Non-B DNA motifs predict somatic mutability in human cancers. (A) Correlations between the number of non-B DNA motifs, and epigenetic features and replication timing, with the number of substitutions (Spearman's rank correlation coefficient). Please note interpretation is directional, e.g., a positive correlation with replication time would indicate increased mutability with early replication time domains, while a negative correlation denotes increased mutability in late replication time domains. (B) The distribution of different non-B DNA motifs in a window of 2 kb centered on substitutions across all tumor types. (C) Fraction of variance explained for predicting the number of mutations in 500-kb bins with random forest regression using non B-DNA motifs and epigenetic features/replication timing as predictors for multiple tumor types. (BRCA) Breast cancer, (LIRI) liver cancer, (OVCA) ovarian cancer, (ESAD) esophageal adenocarcinoma, (GACA) gastric cancer, (PBCA) pedriatic brain cancer, (PACA) pancreatic cancer, (RECA) renal cell carcinoma, (MALY) malignant lymphoma.
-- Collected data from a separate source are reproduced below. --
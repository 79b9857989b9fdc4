//! FIFO job queues bound to one thread.
//!
//! A [`ThreadQueue`] is the post target behind every [`ThreadDescriptor`]
//! this crate hands out. Either it owns a dedicated thread that runs jobs as
//! they arrive ([`ThreadQueue::spawn`]), or it binds the calling thread,
//! which drains it explicitly with [`pump`](ThreadQueue::pump) and
//! [`run_until`](ThreadQueue::run_until), the shape of a UI or game loop.
//!
//! Shutting a queue down first cancels every live coroutine pinned to it
//! with [`CancelKind::Shutdown`](crate::types::CancelKind::Shutdown), so none
//! is left suspended on a thread that will never run it again. The queue
//! then rejects new jobs with `ThreadUnavailable`. Jobs already queued,
//! including those unwinds, still run on a dedicated thread before it exits.

use crate::affinity::{unavailable, Job, PinnedSet, PostTarget, ThreadDescriptor};
use crate::config::HostConfig;
use crate::error::{Error, ErrorKind, Result};
use crate::tracing_compat::{debug, error, trace};
use crate::types::{CancelReason, PanicPayload};
use crossbeam_queue::SegQueue;
use parking_lot::{Condvar, Mutex};
use std::fmt;
use std::panic::{catch_unwind, AssertUnwindSafe};
use std::sync::atomic::{AtomicBool, AtomicU64, Ordering};
use std::sync::{Arc, OnceLock};
use std::thread::{self, JoinHandle, ThreadId};
use std::time::{Duration, Instant};

struct QueueInner {
    name: Arc<str>,
    owner: OnceLock<ThreadId>,
    jobs: SegQueue<Job>,
    lock: Mutex<()>,
    available: Condvar,
    closed: AtomicBool,
    executed: AtomicU64,
    pinned: Arc<PinnedSet>,
}

impl QueueInner {
    fn new(name: Arc<str>) -> Self {
        Self {
            name,
            owner: OnceLock::new(),
            jobs: SegQueue::new(),
            lock: Mutex::new(()),
            available: Condvar::new(),
            closed: AtomicBool::new(false),
            executed: AtomicU64::new(0),
            pinned: Arc::new(PinnedSet::default()),
        }
    }

    fn is_owner(&self) -> bool {
        self.owner.get() == Some(&thread::current().id())
    }

    fn run_job(&self, job: Job) {
        if let Err(payload) = catch_unwind(AssertUnwindSafe(job)) {
            let payload = PanicPayload::from_unwind(payload.as_ref());
            let _ = &payload;
            error!(queue = %self.name, panic = %payload.message(), "queued job panicked");
        }
        self.executed.fetch_add(1, Ordering::Relaxed);
    }

    fn drain(&self) -> usize {
        let mut ran = 0;
        while let Some(job) = self.jobs.pop() {
            self.run_job(job);
            ran += 1;
        }
        ran
    }

    fn close(&self) -> bool {
        let was_open = !self.closed.swap(true, Ordering::AcqRel);
        let _guard = self.lock.lock();
        self.available.notify_all();
        was_open
    }

    fn worker_loop(&self) {
        debug!(queue = %self.name, "queue thread started");
        loop {
            self.drain();
            let mut guard = self.lock.lock();
            if self.jobs.is_empty() {
                if self.closed.load(Ordering::Acquire) {
                    break;
                }
                self.available.wait(&mut guard);
            }
        }
        debug!(queue = %self.name, "queue thread exiting");
    }
}

impl PostTarget for QueueInner {
    fn post(&self, job: Job) -> Result<()> {
        if self.closed.load(Ordering::Acquire) {
            return Err(unavailable(&self.name));
        }
        self.jobs.push(job);
        let _guard = self.lock.lock();
        self.available.notify_one();
        Ok(())
    }
}

/// A job queue bound to one thread.
pub struct ThreadQueue {
    inner: Arc<QueueInner>,
    worker: Mutex<Option<JoinHandle<()>>>,
}

impl ThreadQueue {
    /// Spawns a dedicated thread named `name` that runs posted jobs.
    pub fn spawn(name: impl Into<Arc<str>>) -> Result<Self> {
        Self::spawn_inner(name.into(), None)
    }

    /// Spawns a dedicated thread using the configured name and stack size.
    pub fn spawn_with_config(config: &HostConfig) -> Result<Self> {
        let mut config = config.clone();
        config.normalize();
        Self::spawn_inner(config.queue_name.into(), Some(config.thread_stack_size))
    }

    fn spawn_inner(name: Arc<str>, stack_size: Option<usize>) -> Result<Self> {
        let inner = Arc::new(QueueInner::new(Arc::clone(&name)));
        let mut builder = thread::Builder::new().name(name.to_string());
        if let Some(bytes) = stack_size {
            builder = builder.stack_size(bytes);
        }
        let worker = {
            let inner = Arc::clone(&inner);
            builder.spawn(move || inner.worker_loop()).map_err(|e| {
                Error::new(ErrorKind::ThreadUnavailable)
                    .with_message(format!("failed to spawn queue thread {name}"))
                    .with_source(e)
            })?
        };
        let _ = inner.owner.set(worker.thread().id());
        Ok(Self {
            inner,
            worker: Mutex::new(Some(worker)),
        })
    }

    /// Binds a queue to the calling thread, which must drain it.
    #[must_use]
    pub fn for_current_thread(name: impl Into<Arc<str>>) -> Self {
        let inner = Arc::new(QueueInner::new(name.into()));
        let _ = inner.owner.set(thread::current().id());
        Self {
            inner,
            worker: Mutex::new(None),
        }
    }

    /// The queue's name.
    #[must_use]
    pub fn name(&self) -> &str {
        &self.inner.name
    }

    /// Describes the queue's thread, for pinning coroutines to it.
    #[must_use]
    pub fn descriptor(&self) -> ThreadDescriptor {
        let id = self
            .inner
            .owner
            .get()
            .copied()
            .unwrap_or_else(|| thread::current().id());
        let target: Arc<dyn PostTarget> = Arc::clone(&self.inner) as Arc<dyn PostTarget>;
        ThreadDescriptor::with_pinned(
            id,
            Arc::clone(&self.inner.name),
            target,
            Arc::clone(&self.inner.pinned),
        )
    }

    /// Enqueues `job` to run on the queue's thread.
    pub fn post(&self, job: impl FnOnce() + Send + 'static) -> Result<()> {
        self.inner.post(Box::new(job))
    }

    /// Number of jobs waiting.
    #[must_use]
    pub fn pending(&self) -> usize {
        self.inner.jobs.len()
    }

    /// Number of jobs run so far.
    #[must_use]
    pub fn executed(&self) -> u64 {
        self.inner.executed.load(Ordering::Relaxed)
    }

    /// Number of live coroutines pinned to this queue's thread.
    #[must_use]
    pub fn pinned_coroutines(&self) -> usize {
        self.inner.pinned.len()
    }

    /// Returns true once the queue stopped accepting jobs.
    #[must_use]
    pub fn is_shutdown(&self) -> bool {
        self.inner.closed.load(Ordering::Acquire)
    }

    fn check_owner(&self, op: &str) -> Result<()> {
        if self.inner.is_owner() {
            Ok(())
        } else {
            Err(Error::invalid_operation(format!(
                "{op} called off the thread of queue {}",
                self.inner.name
            )))
        }
    }

    /// Runs every queued job, including jobs posted meanwhile. Returns how
    /// many ran.
    pub fn pump(&self) -> Result<usize> {
        self.check_owner("pump")?;
        let ran = self.inner.drain();
        if ran > 0 {
            trace!(queue = %self.inner.name, ran, "pumped queue");
        }
        Ok(ran)
    }

    /// Drains the queue until `done` holds or `timeout` elapses. Returns
    /// whether `done` held.
    pub fn run_until(&self, mut done: impl FnMut() -> bool, timeout: Duration) -> Result<bool> {
        self.check_owner("run_until")?;
        let deadline = Instant::now() + timeout;
        loop {
            self.inner.drain();
            if done() {
                return Ok(true);
            }
            let mut guard = self.inner.lock.lock();
            if self.inner.jobs.is_empty() {
                if self.inner.closed.load(Ordering::Acquire) {
                    drop(guard);
                    return Ok(done());
                }
                if self
                    .inner
                    .available
                    .wait_until(&mut guard, deadline)
                    .timed_out()
                {
                    drop(guard);
                    self.inner.drain();
                    return Ok(done());
                }
            }
        }
    }

    /// Cancels the coroutines pinned here, then stops accepting jobs. A
    /// dedicated thread finishes the queued jobs and is joined, unless this
    /// is called from that thread.
    ///
    /// On a current-thread queue, call this from the owning thread: the
    /// cancelled coroutines unwind inline. From any other thread their
    /// unwinds are posted to a queue nobody drains anymore.
    pub fn shutdown(&self) {
        if !self.is_shutdown() {
            self.inner.pinned.cancel_all(&CancelReason::shutdown());
        }
        if self.inner.close() {
            debug!(queue = %self.inner.name, "queue shut down");
        }
        let worker = self.worker.lock().take();
        if let Some(worker) = worker {
            if worker.thread().id() == thread::current().id() {
                return;
            }
            if worker.join().is_err() {
                error!(queue = %self.inner.name, "queue thread panicked");
            }
        }
    }
}

impl Drop for ThreadQueue {
    fn drop(&mut self) {
        self.shutdown();
    }
}

impl fmt::Debug for ThreadQueue {
    fn fmt(&self, f: &mut fmt::Formatter<'_>) -> fmt::Result {
        f.debug_struct("ThreadQueue")
            .field("name", &self.inner.name)
            .field("pending", &self.inner.jobs.len())
            .field("closed", &self.inner.closed.load(Ordering::Relaxed))
            .finish_non_exhaustive()
    }
}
Error bars represent standard error from 10-fold cross-validation. (D,E) Importance of the different predictors for the random forest regression. The y-axis shows the increase in mean square error (MSE) when the variable is excluded. (**) FDR < 0.01, as determined by a permutation test. (F) PCA. The first two principal components separate mutations (green), non-B DNA motifs (blue), and epigenetics and replication timing domains (red).
Figure 3.
Figure 3.
Non-B DNA motifs are mechanistically linked to mutability through formation of secondary structures. (A) Enrichment of mutagenesis for non-B motifs within their genomic bins, thus correcting for genomic GC variation. Error bars represent the standard error. (B) Depiction of enrichment per genomic bin, for results in A, demonstrating how mutations are enriched for non-B motifs. Red and blue boxes represent non-B motifs. (C) Mutational density in spacers compared to arms for direct repeats, inverted repeats, and mirror repeats across 10 tumor types. Error bars representing standard error are too small to visualize. A Wilcoxon signed-rank test was performed (P-value < 0.001 across all tumors for IR, MR, DR). (D) Heat map showing relative ratio of mutational density of spacers over arms for breast cancer at inverted repeats. (E) Enrichment of mutation density in loops: G-runs across ten cancer types. Error bars represent standard error from bootstrapping with replacement (n = 10,000). (F) Enrichment of mutation density at G-quadruplexes for small loop sizes (≤3 nt) relative to large loop sizes (>3 nt) across 10 cancer types. Error bars represent standard error from bootstrapping with replacement (n = 10,000). A Mann-Whitney U test was performed for each cancer type (P-value < 0.001 across all tumor types). (G) Depiction of two very different secondary structures that both have loop domains which are more mutable than their other components. (H) Some non-B motifs have characteristics such as arm or spacer lengths that increase the likelihood of stable hairpin formation. These perhaps can occur stably more frequently, and thus, their exposed regions are more likely to be damaged and mutated.
Figure 4.
Figure 4.
Non-B motifs contribute to locally elevated mutation rates resulting in recurrent mutations in the human genome. (A) Distribution of the number of recurrent events for 3,476,890 somatic mutations from 560 breast cancers (Nik-Zainal et al. 2016). The values do not fit a truncated Poisson distribution (χ2 test, P < 1 × 10−16) as there are more recurrent mutations than predicted by the null model. (B) Enrichment of nonrecurrent mutations overlapping non-B DNA motifs for indels (I) and substitutions (S). (C) Enrichment of recurrent mutations overlapping non-B DNA motifs for indels (I) and substitutions (S). Mann-Whitney U test for substitutions: P-value < 0.001 for all non-B DNA motifs. Mann-Whitney U test for indels: P-value < 0.001 for STR, H-DNA, Z-DNA, and MR, and P-value < 0.05 for DR and G4.